Вообще непонятно, какое пространство любит Елизаров. И Ивано-Франковск – его родной город – «напяливает этот сборный «немецкий» мундирчик, цепляет на грудь крест: изображает солдата героической УПА и просит называть себя Станиславом. – Франковск, ты в своём уме?! Ну какой из тебя СС «Галичина»?! Белокурая бестия! Твою ж мать! Ты на нос свой арийский, в смысле, крючком, посмотри, на глаза свои карие!» И Берлин выдаёт себя за гомосексуалиста, чтобы выгодно устроиться на работу. И Москва – развратная старуха. И Харьков – облезлый рокер-графоман.

Интересно, что био-географически путь Михаила Елизарова пролегает через основные станции современной украинской литературы. Ивано-Франковск, Харьков, Германия, Москва. Младший современник культовых украинских писателей: Юрия Андруховича, Юрия Издрика, Тараса Прохасько, Владимира Ешкилева и многих других талантливых людей, создававших станиславский феномен, Елизаров выбивается из этого ряда своей любовью к русскому языку. Следующая остановка – Харьков, где безусловно царит Сергей Жадан, если это слово можно применить к культовому молодёжному писателю демократического толка. Общее у Елизарова и Жадана – отношение к смерти. «В конце концов, мне уже объяснили: смерть умеет притворяться; то, что на экране выглядит живым (говорит, улыбается), на поверку может оказаться мёртвым» – пишет Елизаров в «Бураттини…»

Умерев один раз, ты продолжаешь путь
через ночные дворы и замечаешь как
смерть держит в руках мятные конфеты
и раздаёт их детям на привокзальных пустырях[2]

«Жить значит умереть» – чеканно формулирует Сергей Жадан. От Жадана у Елизарова и тоска по Советскому Союзу: «В 1991 году исчез (телепортировался) Советский Союз. Вместе с ним растворилось культурное пространство, которое он генерировал и в котором находился, – пространство модернизма». У Жадана ещё лаконичнее: «моё згублене серед туману вiйсько,/ моя зоряна УССР».

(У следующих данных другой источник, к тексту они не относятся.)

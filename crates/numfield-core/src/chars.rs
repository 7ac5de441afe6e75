//! Character-indexed string helpers.
//!
//! Caret offsets are character (Unicode scalar) counts, never bytes; a
//! grouping separator such as `\u{202f}` or a currency prefix such as `"₦"`
//! is multi-byte but one caret position. The strings involved are a few
//! dozen characters at most, so linear scans are fine.

/// Length of `s` in characters.
#[inline]
#[must_use]
pub fn char_len(s: &str) -> usize {
    s.chars().count()
}

/// Character of `s` at character index `idx`, if in range.
#[inline]
#[must_use]
pub fn char_at(s: &str, idx: usize) -> Option<char> {
    s.chars().nth(idx)
}

/// Character index of the first occurrence of `target` in `s`.
#[inline]
#[must_use]
pub fn char_index_of(s: &str, target: char) -> Option<usize> {
    s.chars().position(|c| c == target)
}

/// Copy of `s` with the character at index `idx` removed.
///
/// Out-of-range indices return `s` unchanged.
#[must_use]
pub fn remove_char_at(s: &str, idx: usize) -> String {
    let mut out = String::with_capacity(s.len());
    for (i, c) in s.chars().enumerate() {
        if i != idx {
            out.push(c);
        }
    }
    out
}

/// Number of characters after the first occurrence of `separator`.
///
/// Returns 0 when `separator` is absent or is the last character.
#[must_use]
pub fn chars_after(s: &str, separator: char) -> usize {
    match char_index_of(s, separator) {
        Some(idx) => char_len(s) - idx - 1,
        None => 0,
    }
}

#[cfg(test)]
mod tests {
    use super::*;

    #[test]
    fn char_len_counts_scalars() {
        assert_eq!(char_len(""), 0);
        assert_eq!(char_len("1\u{202f}234"), 5);
        assert_eq!(char_len("₦500"), 4);
    }

    #[test]
    fn char_at_in_and_out_of_range() {
        assert_eq!(char_at("ab", 1), Some('b'));
        assert_eq!(char_at("ab", 2), None);
        assert_eq!(char_at("", 0), None);
    }

    #[test]
    fn remove_char_at_mid_and_out_of_range() {
        assert_eq!(remove_char_at("1,234", 1), "1234");
        assert_eq!(remove_char_at("12", 5), "12");
        assert_eq!(remove_char_at("", 0), "");
    }

    #[test]
    fn chars_after_separator() {
        assert_eq!(chars_after("12.345", '.'), 3);
        assert_eq!(chars_after("12.", '.'), 0);
        assert_eq!(chars_after("12", '.'), 0);
        // First occurrence wins when a paste slipped a second one in.
        assert_eq!(chars_after("1.2.3", '.'), 3);
    }
}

У Елизарова, как у оленёнка Бемби, украли маму. Отсюда фиксированность на детском опыте, на советских мультфильмах. Отказ изменить Muttersprache, как это сделали некоторые украинские писатели из карьерных соображений, можно только уважать.

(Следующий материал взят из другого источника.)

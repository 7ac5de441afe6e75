#![forbid(unsafe_code)]

//! Core algorithms for locale-aware numeric input reformatting.
//!
//! # Role
//! `numfield-core` is the pure layer: everything here operates on plain
//! strings and resolved locale symbols. It owns sanitization of raw edited
//! text, exact-digit grouping/formatting, and caret repositioning math.
//! There is no I/O and no widget type anywhere in this crate.
//!
//! # Primary responsibilities
//! - **NumberSymbols**: resolved decimal/grouping separators and grouping
//!   style for the bound locale.
//! - **Sanitizer**: raw edited string → canonical unformatted value plus a
//!   pending-fraction flag.
//! - **format_number**: canonical value → grouped, fraction-capped display
//!   string, exact-digit (no rounding, no floats).
//! - **reposition**: caret offset after an edit changed the string length.
//!
//! # How it fits in the system
//! `numfield-runtime` drives these pieces once per edit: it captures the
//! edit, applies local corrections, then sanitizes, formats, and repositions
//! the caret before committing back to the host field.

pub mod chars;
pub mod cursor;
pub mod format;
pub mod sanitize;
pub mod symbols;

pub use cursor::{CaretEdit, EditKind, reposition};
pub use format::format_number;
pub use sanitize::{Sanitized, Sanitizer};
pub use symbols::{GroupingStyle, NumberSymbols};
#![forbid(unsafe_code)]

//! Per-keystroke orchestration for locale-aware numeric input.
//!
//! # Role
//! `numfield-runtime` binds the pure algorithms in `numfield-core` to one
//! host text field. It captures each edit as a transaction, applies the
//! local edit corrections (cascade delete, disallowed-insert drop, fraction
//! cap), runs sanitize/format/reposition, and commits the result back
//! through the [`FieldAdapter`] capability pair.
//!
//! # Primary responsibilities
//! - **NumberInput**: the controller; one full
//!   `Idle → Editing → Reformatting → Idle` cycle per edit.
//! - **EditTransaction**: the pre/post-edit diff, captured once per cycle.
//! - **FieldAdapter**: text + caret capabilities supplied by the host; the
//!   controller never sees a concrete widget type.
//! - **Builder**: one-time configuration against resolved locale values.
//!
//! # How it fits in the system
//! The host widget layer restricts input to
//! [`NumberInput::accepted_alphabet`], reports each edit via
//! [`NumberInput::handle_edit`], and receives the committed text and caret
//! through its own adapter. Listeners get the canonical/display value pair
//! once per committed cycle.

pub mod adapter;
pub mod config;
pub mod controller;
pub mod transaction;

pub use adapter::{EditNotice, FieldAdapter};
pub use config::{ConfigError, FieldConfig, LocaleNumerics, NumberInputBuilder};
pub use controller::{FormattingResult, NumberInput};
pub use transaction::EditTransaction;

Дальнейший путь – Германия и Москва – словно делает из Елизарова собирательного героя алхимической трилогии Андруховича, молодого поэта из Ивано-Франковска (Чертополя), получающего грант в Германии и живущего в Москве в общежитии Литинститута. Вообще, история Елизарова напоминает мне историю с тургеневскими девушками, которых выдумал русский писатель. Стоило создавать Ивано-франковский феномен, чтобы мы могли увидеть воочию Станислава Перфецкого.

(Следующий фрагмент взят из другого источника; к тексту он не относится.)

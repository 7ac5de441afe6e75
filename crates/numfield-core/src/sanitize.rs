//! Raw edit text → canonical unformatted value.
//!
//! One user edit can leave anything in the field: the currency prefix,
//! characters the soft keyboard let through, a second decimal separator, a
//! misplaced sign. [`Sanitizer::run`] normalizes all of it in a fixed order.
//!
//! # Invariants
//!
//! 1. **At most one decimal separator** survives; when several occur, the
//!    last-typed one wins and earlier ones are removed.
//!
//! 2. **`-` only at index 0**; any other occurrence is removed.
//!
//! 3. **The prefix is matched literally**: `"$"`, `"C$("`, or any other
//!    string a locale produces is plain text, never a pattern.
//!
//! 4. **No grouping separator touches the decimal separator**: deleting
//!    the digits between them would otherwise leave `1,.50`.
//!
//! 5. **`unformatted` carries no grouping separators.**
//!
//! # Failure Modes
//!
//! | Input | Behavior |
//! |-------|----------|
//! | Empty string | Empty result, not pending |
//! | Only disallowed characters | Empty result |
//! | Trailing decimal separator | `pending_fraction` set |
//! | Fraction ending in `0` | `pending_fraction` set |

use crate::symbols::NumberSymbols;

/// Result of sanitizing one raw edited string.
#[derive(Debug, Clone, PartialEq, Eq)]
pub struct Sanitized {
    /// Prefix-stripped value with grouping separators left where they were.
    pub display: String,
    /// Canonical value: optional leading `-`, digits, at most one decimal
    /// separator, no grouping.
    pub unformatted: String,
    /// The fraction part is still being typed (trailing separator or
    /// trailing zeros); formatting and notification hold off this cycle.
    pub pending_fraction: bool,
}

/// Normalizes raw edited text against one locale's symbols and prefix.
#[derive(Debug, Clone, Copy)]
pub struct Sanitizer<'a> {
    symbols: &'a NumberSymbols,
    currency_prefix: &'a str,
}

impl<'a> Sanitizer<'a> {
    /// Create a sanitizer for the given symbols and literal currency prefix
    /// (empty string for none).
    #[must_use]
    pub fn new(symbols: &'a NumberSymbols, currency_prefix: &'a str) -> Self {
        Self {
            symbols,
            currency_prefix,
        }
    }

    /// Sanitize one raw edited string.
    ///
    /// Steps, in order: strip the literal prefix, collapse non-leading `-`,
    /// keep only the last decimal separator, drop disallowed characters,
    /// then derive the grouping-free canonical value.
    #[must_use]
    pub fn run(&self, raw: &str) -> Sanitized {
        let mut value = if self.currency_prefix.is_empty() {
            raw.to_string()
        } else {
            raw.replace(self.currency_prefix, "")
        };
        value = resolve_sign(&value);
        value = resolve_decimals(&value, self.symbols.decimal);
        value = remove_disallowed(&value, self.symbols);
        value = resolve_separator_adjacency(&value, self.symbols);

        let unformatted: String = value
            .chars()
            .filter(|&c| c != self.symbols.grouping)
            .collect();
        let pending_fraction = pending_fraction(&unformatted, self.symbols.decimal);

        Sanitized {
            display: value,
            unformatted,
            pending_fraction,
        }
    }
}

/// Keep `-` only at index 0.
fn resolve_sign(input: &str) -> String {
    input
        .chars()
        .enumerate()
        .filter(|&(i, c)| c != '-' || i == 0)
        .map(|(_, c)| c)
        .collect()
}

/// Keep the last-occurring decimal separator, removing earlier ones.
fn resolve_decimals(input: &str, decimal: char) -> String {
    let Some(last) = input
        .chars()
        .enumerate()
        .filter(|&(_, c)| c == decimal)
        .map(|(i, _)| i)
        .last()
    else {
        return input.to_string();
    };
    input
        .chars()
        .enumerate()
        .filter(|&(i, c)| c != decimal || i >= last)
        .map(|(_, c)| c)
        .collect()
}

/// Drop everything outside the accepted alphabet; `-` stays only when the
/// earlier sign pass left it at index 0.
fn remove_disallowed(input: &str, symbols: &NumberSymbols) -> String {
    input
        .chars()
        .enumerate()
        .filter(|&(i, c)| {
            if c == '-' {
                i == 0
            } else {
                c.is_ascii_digit() || c == symbols.decimal || c == symbols.grouping
            }
        })
        .map(|(_, c)| c)
        .collect()
}

/// Drop any grouping separator left adjacent to the decimal separator
/// (deleting `234` out of `1,234.50` strands the `,` against the `.`).
fn resolve_separator_adjacency(input: &str, symbols: &NumberSymbols) -> String {
    let chars: Vec<char> = input.chars().collect();
    let Some(decimal_idx) = chars.iter().position(|&c| c == symbols.decimal) else {
        return input.to_string();
    };
    // Whole runs of grouping separators on either side go at once.
    let mut lo = decimal_idx;
    while lo > 0 && chars[lo - 1] == symbols.grouping {
        lo -= 1;
    }
    let mut hi = decimal_idx + 1;
    while hi < chars.len() && chars[hi] == symbols.grouping {
        hi += 1;
    }
    chars
        .iter()
        .enumerate()
        .filter(|&(i, _)| i == decimal_idx || i < lo || i >= hi)
        .map(|(_, &c)| c)
        .collect()
}

/// A value ending in the decimal separator, or whose fraction ends in `0`,
/// is still being typed.
fn pending_fraction(unformatted: &str, decimal: char) -> bool {
    if unformatted.ends_with(decimal) {
        return true;
    }
    unformatted.contains(decimal) && unformatted.ends_with('0')
}

#[cfg(test)]
mod tests {
    use super::*;

    fn en() -> NumberSymbols {
        NumberSymbols::new('.', ',')
    }

    fn run(raw: &str) -> Sanitized {
        let sym = en();
        Sanitizer::new(&sym, "").run(raw)
    }

    #[test]
    fn passthrough_clean_value() {
        let s = run("1,234.5");
        assert_eq!(s.display, "1,234.5");
        assert_eq!(s.unformatted, "1234.5");
        assert!(!s.pending_fraction);
    }

    #[test]
    fn strips_prefix_literally() {
        let sym = en();
        let s = Sanitizer::new(&sym, "$").run("$1,234");
        assert_eq!(s.unformatted, "1234");
        // A prefix full of pattern metacharacters is still plain text.
        let s = Sanitizer::new(&sym, "C$(").run("C$(500");
        assert_eq!(s.unformatted, "500");
    }

    #[test]
    fn strips_every_prefix_occurrence() {
        let sym = en();
        let s = Sanitizer::new(&sym, "$").run("$12$34");
        assert_eq!(s.unformatted, "1234");
    }

    #[test]
    fn non_leading_signs_removed() {
        assert_eq!(run("-12-3").unformatted, "-123");
        assert_eq!(run("1-23").unformatted, "123");
        assert_eq!(run("--5").unformatted, "-5");
    }

    #[test]
    fn last_decimal_wins() {
        assert_eq!(run("1.2.3").unformatted, "12.3");
        assert_eq!(run("1.2.3.4").unformatted, "123.4");
    }

    #[test]
    fn disallowed_characters_dropped() {
        assert_eq!(run("1a2b3").unformatted, "123");
        assert_eq!(run("abc").unformatted, "");
    }

    #[test]
    fn sign_surviving_junk_stays_leading() {
        // The '-' ends up at index 0 of the output after junk is removed.
        assert_eq!(run("-a12").unformatted, "-12");
    }

    #[test]
    fn grouping_kept_in_display_dropped_in_unformatted() {
        let s = run("1,23,4");
        assert_eq!(s.display, "1,23,4");
        assert_eq!(s.unformatted, "1234");
    }

    #[test]
    fn orphaned_grouping_next_to_decimal_dropped() {
        assert_eq!(run("1,.50").display, "1.50");
        assert_eq!(run("1.,50").display, "1.50");
        // Grouping separators between digits are untouched.
        assert_eq!(run("1,234.50").display, "1,234.50");
    }

    #[test]
    fn trailing_decimal_is_pending() {
        assert!(run("12.").pending_fraction);
        assert!(!run("12").pending_fraction);
    }

    #[test]
    fn trailing_fraction_zeros_are_pending() {
        assert!(run("12.50").pending_fraction);
        assert!(run("12.0").pending_fraction);
        assert!(!run("12.05").pending_fraction);
    }

    #[test]
    fn empty_input() {
        let s = run("");
        assert_eq!(s.display, "");
        assert_eq!(s.unformatted, "");
        assert!(!s.pending_fraction);
    }

    #[test]
    fn comma_decimal_locale() {
        let sym = NumberSymbols::new(',', '.');
        let s = Sanitizer::new(&sym, "").run("1.234,5");
        assert_eq!(s.unformatted, "1234,5");
        assert!(!s.pending_fraction);
    }

    mod proptests {
        use super::*;
        use proptest::prelude::*;

        proptest! {
            #[test]
            fn at_most_one_decimal(raw in "[-0-9.,a-z]{0,24}") {
                let s = run(&raw);
                prop_assert!(s.unformatted.matches('.').count() <= 1);
            }

            #[test]
            fn sign_only_at_index_zero(raw in "[-0-9.,]{0,24}") {
                let s = run(&raw);
                for (i, c) in s.unformatted.chars().enumerate() {
                    if c == '-' {
                        prop_assert_eq!(i, 0);
                    }
                }
            }

            #[test]
            fn unformatted_never_contains_grouping(raw in "[-0-9.,]{0,24}") {
                let s = run(&raw);
                prop_assert!(!s.unformatted.contains(','));
            }

            #[test]
            fn idempotent_on_own_output(raw in "[-0-9.,x]{0,24}") {
                let first = run(&raw);
                let second = run(&first.display);
                prop_assert_eq!(first, second);
            }
        }
    }
}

«Бу-Ба-Бу» (Бурлеск, Балаган, Буффонада) – так называлась литературная группа, в которую входили Юрий Андрухович, Виктор Неборак и Александр Ирванец. Эти три близких жанра мы можем найти и в блистательных эссе Михаила Елизарова, которые объединяет интеллектуальное мужество и ёрничество, поддразнивание читателя и безудержный полёт мысли, смех, страх и трепет. Казалось бы, причём тут фашизм? Писатель, с одной стороны, «троллит» читателя, с другой – отказывается играть по общепринятым правилам, взламывая устойчивые нормы для того, чтобы из-под асфальта приличий выросли ростки новых смыслов. В этот есть и нон-конформизм, и подростковое отрицание, и любовь к эксперименту. Никогда не знаешь, к какому выводу придёт Елизаров, его догадки точны, но совершенно непредсказуемы. Под карнавальным фашизмом Елизарова, вырастающего из национальной «свидомости» писателей региона, где он родился, скрывается мифологическое мышление. «Я сказочник и поэтому никогда не напишу книгу о современной Германии… Мне видится условная дата – сорок пятый год. С этого момента мифообразующая железа Германии, питавшая как детские страшилки, так и большие государственные мифы, начинает активно угасать. Страна морит всё «мифологическое», ибо оно ассоциируется со «злом»». Зато Советский Союз оказывается всемирной кладовой мифа, «страной, практиковавшей государственный магизм. Сказочная мумия до сих пор лежит на главной площади и пребудет там вечно. Каббалистические советские пентакли мёртвой Родины всё ещё украшают кремлёвские башни. Россия щедро кормится подземными водами векового божьего страха. Поэтому в ней до сих пор возможно всё».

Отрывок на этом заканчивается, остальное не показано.